— WHAT TO DO —
Write out, word for word, only the data from its first line to the line containing "so the borrow".

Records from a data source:
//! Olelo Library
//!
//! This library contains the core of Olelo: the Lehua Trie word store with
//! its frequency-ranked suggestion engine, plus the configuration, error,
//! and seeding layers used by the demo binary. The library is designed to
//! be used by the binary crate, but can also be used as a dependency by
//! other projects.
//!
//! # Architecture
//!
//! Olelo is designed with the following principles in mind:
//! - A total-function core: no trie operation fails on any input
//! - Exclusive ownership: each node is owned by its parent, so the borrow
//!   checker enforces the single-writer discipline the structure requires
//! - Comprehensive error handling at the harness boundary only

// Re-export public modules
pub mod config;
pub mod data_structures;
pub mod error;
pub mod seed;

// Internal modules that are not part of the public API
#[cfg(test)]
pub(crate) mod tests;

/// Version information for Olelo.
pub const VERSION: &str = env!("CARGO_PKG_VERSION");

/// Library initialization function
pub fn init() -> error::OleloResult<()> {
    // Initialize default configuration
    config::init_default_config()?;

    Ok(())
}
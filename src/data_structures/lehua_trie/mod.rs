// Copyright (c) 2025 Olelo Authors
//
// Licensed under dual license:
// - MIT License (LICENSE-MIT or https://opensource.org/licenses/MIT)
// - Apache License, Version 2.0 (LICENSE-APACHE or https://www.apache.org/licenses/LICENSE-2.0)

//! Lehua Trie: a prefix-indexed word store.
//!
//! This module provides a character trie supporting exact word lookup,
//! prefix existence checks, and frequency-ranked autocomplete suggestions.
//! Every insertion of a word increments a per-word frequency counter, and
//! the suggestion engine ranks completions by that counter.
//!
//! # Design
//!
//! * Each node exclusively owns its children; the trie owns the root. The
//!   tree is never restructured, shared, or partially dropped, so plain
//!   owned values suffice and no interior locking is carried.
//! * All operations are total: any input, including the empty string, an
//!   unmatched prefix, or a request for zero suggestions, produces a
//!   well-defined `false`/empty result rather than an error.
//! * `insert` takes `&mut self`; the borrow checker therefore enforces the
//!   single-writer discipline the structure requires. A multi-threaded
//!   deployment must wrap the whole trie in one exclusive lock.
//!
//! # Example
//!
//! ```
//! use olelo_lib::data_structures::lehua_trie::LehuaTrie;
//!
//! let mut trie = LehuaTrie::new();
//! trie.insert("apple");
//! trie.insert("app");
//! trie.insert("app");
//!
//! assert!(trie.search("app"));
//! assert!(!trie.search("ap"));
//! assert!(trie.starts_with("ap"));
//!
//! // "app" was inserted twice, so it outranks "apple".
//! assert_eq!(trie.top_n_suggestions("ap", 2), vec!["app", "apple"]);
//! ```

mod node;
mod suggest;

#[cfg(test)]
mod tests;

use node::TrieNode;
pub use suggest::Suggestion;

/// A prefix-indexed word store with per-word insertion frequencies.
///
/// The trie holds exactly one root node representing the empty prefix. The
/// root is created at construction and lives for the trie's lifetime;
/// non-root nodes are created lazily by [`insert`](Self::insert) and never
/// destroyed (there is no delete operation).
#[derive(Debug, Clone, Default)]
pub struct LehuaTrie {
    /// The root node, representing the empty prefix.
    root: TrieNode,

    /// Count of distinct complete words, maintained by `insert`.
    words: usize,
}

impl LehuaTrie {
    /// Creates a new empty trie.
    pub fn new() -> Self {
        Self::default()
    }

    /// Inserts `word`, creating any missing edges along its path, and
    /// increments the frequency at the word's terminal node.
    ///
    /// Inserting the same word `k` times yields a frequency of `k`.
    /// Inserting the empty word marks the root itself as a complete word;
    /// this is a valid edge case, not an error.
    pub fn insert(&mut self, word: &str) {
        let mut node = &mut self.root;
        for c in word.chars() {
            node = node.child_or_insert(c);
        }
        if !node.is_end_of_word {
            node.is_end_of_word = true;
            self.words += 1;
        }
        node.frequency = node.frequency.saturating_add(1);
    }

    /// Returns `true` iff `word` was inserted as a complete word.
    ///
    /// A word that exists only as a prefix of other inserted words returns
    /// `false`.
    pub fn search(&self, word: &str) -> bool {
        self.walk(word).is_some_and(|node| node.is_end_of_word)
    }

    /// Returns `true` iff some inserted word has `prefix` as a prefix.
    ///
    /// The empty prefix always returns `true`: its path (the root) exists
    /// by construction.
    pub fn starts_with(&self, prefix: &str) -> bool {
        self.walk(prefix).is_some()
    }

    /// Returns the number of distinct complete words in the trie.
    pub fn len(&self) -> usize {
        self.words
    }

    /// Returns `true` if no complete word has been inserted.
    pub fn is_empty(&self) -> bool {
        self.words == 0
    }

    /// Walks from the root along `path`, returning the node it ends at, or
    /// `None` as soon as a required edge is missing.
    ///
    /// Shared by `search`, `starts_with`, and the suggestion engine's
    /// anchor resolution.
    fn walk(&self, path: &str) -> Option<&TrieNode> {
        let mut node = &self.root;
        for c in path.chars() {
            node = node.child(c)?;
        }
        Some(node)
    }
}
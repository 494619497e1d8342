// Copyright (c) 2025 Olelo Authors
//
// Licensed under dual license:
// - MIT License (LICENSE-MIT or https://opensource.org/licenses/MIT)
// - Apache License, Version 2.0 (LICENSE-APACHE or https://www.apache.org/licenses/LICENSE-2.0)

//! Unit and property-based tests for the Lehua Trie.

— EXPECTED ANSWER —
//! Olelo Library
//!
//! This library contains the core of Olelo: the Lehua Trie word store with
//! its frequency-ranked suggestion engine, plus the configuration, error,
//! and seeding layers used by the demo binary. The library is designed to
//! be used by the binary crate, but can also be used as a dependency by
//! other projects.
//!
//! # Architecture
//!
//! Olelo is designed with the following principles in mind:
//! - A total-function core: no trie operation fails on any input
//! - Exclusive ownership: each node is owned by its parent, so the borrow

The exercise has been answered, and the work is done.